No, it's not that I had higher number ... but I did

No, it's not that so much growth came in inventories ... although that is true.

It's that consumer services spending grew, inched, crawled, and barely moved higher, rising by 0.2% (at an annualized rate!) in Q4!!!

Huh? That's Q4? The quarter when job growth picked up so much especially in services?

(Click to enlarge)

The service sector is the job creation sector for the U.S. economy and job growth has picked up there. If it is going to continue we need much more growth in spending on services. The Q3 GDP report gave us a hint of strong services spending in its early estimates, then progressively revised that bulge lower until it became tepid. Now in Q4 the early estimate of GDP finds spending on consumer services is weak indeed. For all of the economy services spending fell at a 0.9% rate in Q4. Very weak, anemic, services spending is the most disappointing thing in this report along with its withering trend.

Exports are holding up. Imports revived but have been undershooting what GDP growth would call for since they surged in Q1. Yr/Yr imports are still a touch weaker than U.S. GDP growth would imply.

We have had an inventory surge but Inventory-to-Sales ratios in industry are OK so we do not have an overhang problem.
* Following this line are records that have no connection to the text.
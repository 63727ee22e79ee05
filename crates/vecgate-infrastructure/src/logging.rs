//! Structured logging with tracing
//!
//! Configures the global subscriber: text or JSON output on stdout and an
//! optional daily-rotated log file.

use vecgate_domain::error::{Error, Result};

// Re-export LoggingConfig for convenience
pub use crate::config::LoggingConfig;
use crate::constants::{DEFAULT_LOG_FILE_STEM, LOG_ENV_VAR};
use tracing::{Level, debug, error, info, warn};
use tracing_subscriber::{EnvFilter, Registry, fmt, layer::SubscriberExt, util::SubscriberInitExt};

/// Initialize logging with the provided configuration
///
/// `VECGATE_LOG`, when set, overrides `config.level` with a full filter
/// directive. Fails if a global subscriber is already installed.
pub fn init_logging(config: &LoggingConfig) -> Result<()> {
    let level = parse_log_level(&config.level)?;
    let filter =
        EnvFilter::try_from_env(LOG_ENV_VAR).unwrap_or_else(|_| EnvFilter::new(&config.level));

    // Configure file appender if file output is specified
    let file_appender = config.file_output.as_ref().map(|path| {
        tracing_appender::rolling::daily(
            path.parent().unwrap_or_else(|| std::path::Path::new(".")),
            path.file_stem()
                .unwrap_or_else(|| std::ffi::OsStr::new(DEFAULT_LOG_FILE_STEM)),
        )
    });

    // Initialize based on json_format (types differ so we need separate branches)
    let installed = if config.json_format {
        let stdout = fmt::layer().json().with_target(true).with_thread_names(true);
        let registry = Registry::default().with(filter);
        if let Some(appender) = file_appender {
            let file = fmt::layer()
                .json()
                .with_writer(appender)
                .with_ansi(false)
                .with_target(true);
            registry.with(stdout).with(file).try_init()
        } else {
            registry.with(stdout).try_init()
        }
    } else {
        let stdout = fmt::layer().with_target(true);
        let registry = Registry::default().with(filter);
        if let Some(appender) = file_appender {
            let file = fmt::layer()
                .with_writer(appender)
                .with_ansi(false)
                .with_target(true);
            registry.with(stdout).with(file).try_init()
        } else {
            registry.with(stdout).try_init()
        }
    };
    installed.map_err(|e| Error::configuration_with_source("Failed to install logger", e))?;

    info!("Logging initialized with level: {}", level);
    Ok(())
}

/// Parse log level string to tracing Level
pub fn parse_log_level(level: &str) -> Result<Level> {
    match level.trim().to_lowercase().as_str() {
        "trace" => Ok(Level::TRACE),
        "debug" => Ok(Level::DEBUG),
        "info" => Ok(Level::INFO),
        "warn" | "warning" => Ok(Level::WARN),
        "error" => Ok(Level::ERROR),
        _ => Err(Error::Configuration {
            message: format!(
                "Invalid log level: {level}. Use trace, debug, info, warn, or error"
            ),
            source: None,
        }),
    }
}

/// Log configuration loading status
pub fn log_config_loaded(config_path: &std::path::Path, success: bool) {
    if success {
        info!("Configuration loaded from {}", config_path.display());
    } else {
        warn!("Configuration file not found: {}", config_path.display());
    }
}

/// Log health check result
pub fn log_health_check(component: &str, healthy: bool, details: Option<&str>) {
    if healthy {
        debug!(component = component, "Health check passed");
    } else {
        error!(
            component = component,
            details = details.unwrap_or("Unknown failure"),
            "Health check failed"
        );
    }
}
//! Configuration management
//!
//! Layered loading (defaults, TOML file, environment) via figment, plus the
//! typed configuration tree.

pub mod loader;
pub mod types;

pub use loader::{ConfigBuilder, ConfigLoader};
pub use types::{AppConfig, LoggingConfig, VectorDbConfig};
But we do need spending to continue if the stockpiles of goods are going to continue to be built and if an excess of inventory is to be avoided. Yet real PCE was nothing great this quarter. The services piece of consumer spending (and its components) inspires no optimism.

Government reverted to its biggest drop since Q1, further sucking the lifeblood out of whatever domestic spending momentum the private sector could mount. I guess vampire movies are still in vogue...for good reason.

Real final sales made the speed of a Seattle slug look fast ... they rose at just a 0.8^ annualized rate.

Maybe the Fed's apparent pessimism on the economy as exhibited in its outlook released this week is justified?

GDP was not a great report; not a good report. It was not such a bad headline, but the guts were not what I wanted to see. The business sector is weaker, the consumer is barely 'OK' with weak services spending that is far too-weak; government is in a severe back-track plus lots of growth was due to inventory building. In a word: 'Yech!'

GDP may yet prove to be sustainable. The growth rate might improve. Several indicators of job growth are still in great shape. Those reports do not seem consistent with this one. Which one is right? For now we are left in a quandary about the outlook with no good way to pick and choose among disparate reports. For my part I tend to set the GDP report aside, instead of embracing it. GDP accounting and record keeping has its oddities. GDP is quarterly. We still have an incoming flow of data that is quite up to date as of January (the GDP report still has one, or two months in some cases, of estimated data in it). These more topical monthly reports are still showing strength and solidity especially in the ongoing job market measures and in consumer sentiment. If weak GDP were holding back the job market we would know about it by now. For now I think the right thing to do is to wonder what the GDP report is missing or how it will be revised up.

Disclosure: I have no positions in any stocks mentioned, and no plans to initiate any positions within the next 72 hours.